■ What this task involves
Your task is to set down the records below again, exactly.
_ _ _ _ _
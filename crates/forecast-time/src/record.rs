//! Record extraction capability and the GRIB2 record summary.
//!
//! The builder never looks inside records itself. It asks a
//! [`RecordExtractor`] for the runtime and the local time value of each one,
//! so any decoded format can feed it.

use chrono::{DateTime, Utc};
use serde::{Deserialize, Serialize};

use crate::error::{CoordError, Result};
use crate::period::PeriodUnit;
use crate::value::{Interval, LocalValue};

/// Pulls the time coordinates out of a record.
pub trait RecordExtractor<R> {
    /// Reference time of the model run that produced the record.
    fn extract_runtime(&self, record: &R) -> DateTime<Utc>;

    /// Offset or validity interval of the record, relative to its runtime.
    fn extract_local(&self, record: &R) -> Result<LocalValue>;
}

fn default_time_unit_code() -> u8 {
    1
}

/// Time-related fields of one decoded GRIB2 message.
#[derive(Debug, Clone, PartialEq, Eq, Serialize, Deserialize)]
pub struct ForecastRecord {
    /// Model run reference time (section 1)
    pub reference_time: DateTime<Utc>,
    /// Unit of `forecast_time`, GRIB2 code table 4.4
    #[serde(default = "default_time_unit_code")]
    pub time_unit_code: u8,
    /// Forecast time, or start of the statistical interval (section 4)
    pub forecast_time: i32,
    /// End of the statistical interval, for accumulations and averages
    #[serde(default)]
    pub interval_end: Option<i32>,
}

impl ForecastRecord {
    /// Record valid at a single forecast time, in hours.
    pub fn point(reference_time: DateTime<Utc>, forecast_hour: i32) -> Self {
        Self {
            reference_time,
            time_unit_code: 1,
            forecast_time: forecast_hour,
            interval_end: None,
        }
    }

    /// Record covering `[start, end]` forecast hours.
    pub fn interval(reference_time: DateTime<Utc>, start: i32, end: i32) -> Self {
        Self {
            reference_time,
            time_unit_code: 1,
            forecast_time: start,
            interval_end: Some(end),
        }
    }

    pub fn with_time_unit_code(mut self, code: u8) -> Self {
        self.time_unit_code = code;
        self
    }
}

/// Extractor for [`ForecastRecord`] that rescales offsets into the unit of
/// the coordinate being built.
#[derive(Debug, Clone, Copy, PartialEq, Eq)]
pub struct ForecastRecordExtractor {
    unit: PeriodUnit,
}

impl ForecastRecordExtractor {
    pub fn new(unit: PeriodUnit) -> Self {
        Self { unit }
    }

    fn convert(&self, value: i32, from: PeriodUnit) -> Result<i32> {
        self.unit.convert(value, from).ok_or_else(|| {
            CoordError::Config(format!(
                "cannot express {} {} in units of {}",
                value, from, self.unit
            ))
        })
    }
}

impl RecordExtractor<ForecastRecord> for ForecastRecordExtractor {
    fn extract_runtime(&self, record: &ForecastRecord) -> DateTime<Utc> {
        record.reference_time
    }

    fn extract_local(&self, record: &ForecastRecord) -> Result<LocalValue> {
        let record_unit = PeriodUnit::from_grib_code(record.time_unit_code).ok_or_else(|| {
            CoordError::InvalidPeriodUnit(format!("time unit code {}", record.time_unit_code))
        })?;

        let start = self.convert(record.forecast_time, record_unit)?;
        match record.interval_end {
            Some(end) => {
                let end = self.convert(end, record_unit)?;
                Ok(LocalValue::Interval(Interval::new(start, end)))
            }
            None => Ok(LocalValue::Point(start)),
        }
    }
}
_ _ _ _ _
■ Solution
filename crates/forecast-time/src/record.rs
//! Record extraction capability and the GRIB2 record summary.
//!
//! The builder never looks inside records itself. It asks a
//! [`RecordExtractor`] for the runtime and the local time value of each one,
//! so any decoded format can feed it.

use chrono::{DateTime, Utc};
use serde::{Deserialize, Serialize};

use crate::error::{CoordError, Result};
use crate::period::PeriodUnit;
use crate::value::{Interval, LocalValue};

/// Pulls the time coordinates out of a record.
pub trait RecordExtractor<R> {
    /// Reference time of the model run that produced the record.
    fn extract_runtime(&self, record: &R) -> DateTime<Utc>;

    /// Offset or validity interval of the record, relative to its runtime.
    fn extract_local(&self, record: &R) -> Result<LocalValue>;
}

fn default_time_unit_code() -> u8 {
    1
}

/// Time-related fields of one decoded GRIB2 message.
#[derive(Debug, Clone, PartialEq, Eq, Serialize, Deserialize)]
pub struct ForecastRecord {
    /// Model run reference time (section 1)
    pub reference_time: DateTime<Utc>,
    /// Unit of `forecast_time`, GRIB2 code table 4.4
    #[serde(default = "default_time_unit_code")]
    pub time_unit_code: u8,
    /// Forecast time, or start of the statistical interval (section 4)
    pub forecast_time: i32,
    /// End of the statistical interval, for accumulations and averages
    #[serde(default)]
    pub interval_end: Option<i32>,
}

impl ForecastRecord {
    /// Record valid at a single forecast time, in hours.
    pub fn point(reference_time: DateTime<Utc>, forecast_hour: i32) -> Self {
        Self {
            reference_time,
            time_unit_code: 1,
            forecast_time: forecast_hour,
            interval_end: None,
        }
    }

    /// Record covering `[start, end]` forecast hours.
    pub fn interval(reference_time: DateTime<Utc>, start: i32, end: i32) -> Self {
        Self {
            reference_time,
            time_unit_code: 1,
            forecast_time: start,
            interval_end: Some(end),
        }
    }

    pub fn with_time_unit_code(mut self, code: u8) -> Self {
        self.time_unit_code = code;
        self
    }
}

/// Extractor for [`ForecastRecord`] that rescales offsets into the unit of
/// the coordinate being built.
#[derive(Debug, Clone, Copy, PartialEq, Eq)]
pub struct ForecastRecordExtractor {
    unit: PeriodUnit,
}

impl ForecastRecordExtractor {
    pub fn new(unit: PeriodUnit) -> Self {
        Self { unit }
    }

    fn convert(&self, value: i32, from: PeriodUnit) -> Result<i32> {
        self.unit.convert(value, from).ok_or_else(|| {
            CoordError::Config(format!(
                "cannot express {} {} in units of {}",
                value, from, self.unit
            ))
        })
    }
}

impl RecordExtractor<ForecastRecord> for ForecastRecordExtractor {
    fn extract_runtime(&self, record: &ForecastRecord) -> DateTime<Utc> {
        record.reference_time
    }

    fn extract_local(&self, record: &ForecastRecord) -> Result<LocalValue> {
        let record_unit = PeriodUnit::from_grib_code(record.time_unit_code).ok_or_else(|| {
            CoordError::InvalidPeriodUnit(format!("time unit code {}", record.time_unit_code))
        })?;

        let start = self.convert(record.forecast_time, record_unit)?;
        match record.interval_end {
            Some(end) => {
                let end = self.convert(end, record_unit)?;
                Ok(LocalValue::Interval(Interval::new(start, end)))
            }
            None => Ok(LocalValue::Point(start)),
        }
    }
}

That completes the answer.